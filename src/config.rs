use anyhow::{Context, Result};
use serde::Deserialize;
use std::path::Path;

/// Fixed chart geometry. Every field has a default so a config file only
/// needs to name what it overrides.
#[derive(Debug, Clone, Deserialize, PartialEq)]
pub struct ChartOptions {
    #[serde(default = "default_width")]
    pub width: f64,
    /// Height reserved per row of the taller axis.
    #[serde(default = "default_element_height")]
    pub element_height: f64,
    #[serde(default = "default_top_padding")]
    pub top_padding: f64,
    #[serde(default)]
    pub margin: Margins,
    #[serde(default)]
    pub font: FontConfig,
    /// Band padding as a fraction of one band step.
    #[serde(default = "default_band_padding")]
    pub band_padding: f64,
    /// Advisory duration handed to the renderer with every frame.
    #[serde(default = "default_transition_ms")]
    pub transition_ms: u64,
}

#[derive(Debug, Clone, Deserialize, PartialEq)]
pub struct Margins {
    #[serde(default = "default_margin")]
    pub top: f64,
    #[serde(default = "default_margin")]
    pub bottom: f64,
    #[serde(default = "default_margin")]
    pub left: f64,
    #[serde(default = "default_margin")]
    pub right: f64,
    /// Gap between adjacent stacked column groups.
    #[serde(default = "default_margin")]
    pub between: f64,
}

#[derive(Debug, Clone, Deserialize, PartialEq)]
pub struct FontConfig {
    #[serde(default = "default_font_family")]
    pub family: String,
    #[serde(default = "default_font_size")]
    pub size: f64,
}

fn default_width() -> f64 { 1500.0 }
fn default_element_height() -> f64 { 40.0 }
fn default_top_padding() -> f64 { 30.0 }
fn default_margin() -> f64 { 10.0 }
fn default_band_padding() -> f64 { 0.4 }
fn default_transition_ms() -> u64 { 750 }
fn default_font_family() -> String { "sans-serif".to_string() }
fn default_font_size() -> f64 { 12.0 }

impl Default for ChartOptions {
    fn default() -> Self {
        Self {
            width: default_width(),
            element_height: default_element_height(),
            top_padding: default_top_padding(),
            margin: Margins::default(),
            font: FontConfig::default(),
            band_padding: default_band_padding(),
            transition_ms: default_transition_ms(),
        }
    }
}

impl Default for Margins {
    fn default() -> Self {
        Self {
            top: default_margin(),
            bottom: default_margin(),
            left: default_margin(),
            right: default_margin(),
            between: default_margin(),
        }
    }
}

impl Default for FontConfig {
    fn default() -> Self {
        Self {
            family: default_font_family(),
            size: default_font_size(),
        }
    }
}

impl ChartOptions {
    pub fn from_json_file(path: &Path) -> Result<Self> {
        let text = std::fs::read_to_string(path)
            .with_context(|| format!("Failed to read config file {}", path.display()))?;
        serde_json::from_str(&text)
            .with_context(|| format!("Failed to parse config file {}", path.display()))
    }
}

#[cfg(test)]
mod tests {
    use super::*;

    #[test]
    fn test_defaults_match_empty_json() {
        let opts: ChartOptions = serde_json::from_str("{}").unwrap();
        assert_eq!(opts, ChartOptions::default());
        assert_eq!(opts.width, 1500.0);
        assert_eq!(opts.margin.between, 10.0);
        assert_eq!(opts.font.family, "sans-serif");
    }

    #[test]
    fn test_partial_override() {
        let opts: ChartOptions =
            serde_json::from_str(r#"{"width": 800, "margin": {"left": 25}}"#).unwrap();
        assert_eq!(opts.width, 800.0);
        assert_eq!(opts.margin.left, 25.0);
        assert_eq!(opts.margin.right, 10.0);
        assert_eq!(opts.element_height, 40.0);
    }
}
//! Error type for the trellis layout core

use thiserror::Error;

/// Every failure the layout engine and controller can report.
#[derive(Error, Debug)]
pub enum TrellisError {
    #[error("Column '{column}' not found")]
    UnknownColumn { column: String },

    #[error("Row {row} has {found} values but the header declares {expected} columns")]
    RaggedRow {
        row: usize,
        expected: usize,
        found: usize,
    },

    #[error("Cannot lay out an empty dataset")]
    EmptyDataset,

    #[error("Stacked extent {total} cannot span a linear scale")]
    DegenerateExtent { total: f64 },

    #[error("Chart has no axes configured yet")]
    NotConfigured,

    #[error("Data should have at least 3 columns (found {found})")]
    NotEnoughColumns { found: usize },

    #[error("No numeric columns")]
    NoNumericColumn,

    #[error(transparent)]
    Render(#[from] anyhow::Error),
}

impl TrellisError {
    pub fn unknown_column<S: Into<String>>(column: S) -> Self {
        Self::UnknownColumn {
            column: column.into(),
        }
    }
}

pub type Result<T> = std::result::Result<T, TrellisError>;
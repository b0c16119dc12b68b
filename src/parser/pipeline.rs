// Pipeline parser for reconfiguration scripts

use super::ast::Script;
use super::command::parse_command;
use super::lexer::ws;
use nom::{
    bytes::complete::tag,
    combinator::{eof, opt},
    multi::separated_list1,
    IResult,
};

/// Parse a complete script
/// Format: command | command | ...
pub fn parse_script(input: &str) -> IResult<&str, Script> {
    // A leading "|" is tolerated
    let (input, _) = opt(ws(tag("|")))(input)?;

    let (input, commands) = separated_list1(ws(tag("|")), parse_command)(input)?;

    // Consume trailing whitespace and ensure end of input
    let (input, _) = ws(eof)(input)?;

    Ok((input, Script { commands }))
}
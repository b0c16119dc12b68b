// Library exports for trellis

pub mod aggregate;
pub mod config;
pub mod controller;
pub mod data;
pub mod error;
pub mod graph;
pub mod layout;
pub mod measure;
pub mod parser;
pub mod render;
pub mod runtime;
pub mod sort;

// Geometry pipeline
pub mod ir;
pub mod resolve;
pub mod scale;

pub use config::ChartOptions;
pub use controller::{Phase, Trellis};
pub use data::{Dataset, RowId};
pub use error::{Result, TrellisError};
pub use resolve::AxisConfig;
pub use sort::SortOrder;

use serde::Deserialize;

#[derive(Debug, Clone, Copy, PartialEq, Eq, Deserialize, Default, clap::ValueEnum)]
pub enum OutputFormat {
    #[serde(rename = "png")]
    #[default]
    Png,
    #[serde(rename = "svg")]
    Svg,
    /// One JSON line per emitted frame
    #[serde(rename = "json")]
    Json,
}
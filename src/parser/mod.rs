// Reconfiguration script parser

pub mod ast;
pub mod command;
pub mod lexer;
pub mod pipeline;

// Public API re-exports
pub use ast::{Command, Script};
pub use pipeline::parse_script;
☆ ☆ ☆ ☆
**WHAT THE TASK ASKS:**
When the line with "a complete script" is reached in the data above, begin copying, and stop after the line with "pub enum OutputFormat"; copy each line exactly, both ends included.

**EXERCISE SOLUTION:**
/// Parse a complete script
/// Format: command | command | ...
pub fn parse_script(input: &str) -> IResult<&str, Script> {
    // A leading "|" is tolerated
    let (input, _) = opt(ws(tag("|")))(input)?;

    let (input, commands) = separated_list1(ws(tag("|")), parse_command)(input)?;

    // Consume trailing whitespace and ensure end of input
    let (input, _) = ws(eof)(input)?;

    Ok((input, Script { commands }))
}
repository b0c16119dc12b68b
// Library exports for trellis

pub mod aggregate;
pub mod config;
pub mod controller;
pub mod data;
pub mod error;
pub mod graph;
pub mod layout;
pub mod measure;
pub mod parser;
pub mod render;
pub mod runtime;
pub mod sort;

// Geometry pipeline
pub mod ir;
pub mod resolve;
pub mod scale;

pub use config::ChartOptions;
pub use controller::{Phase, Trellis};
pub use data::{Dataset, RowId};
pub use error::{Result, TrellisError};
pub use resolve::AxisConfig;
pub use sort::SortOrder;

use serde::Deserialize;

#[derive(Debug, Clone, Copy, PartialEq, Eq, Deserialize, Default, clap::ValueEnum)]
pub enum OutputFormat {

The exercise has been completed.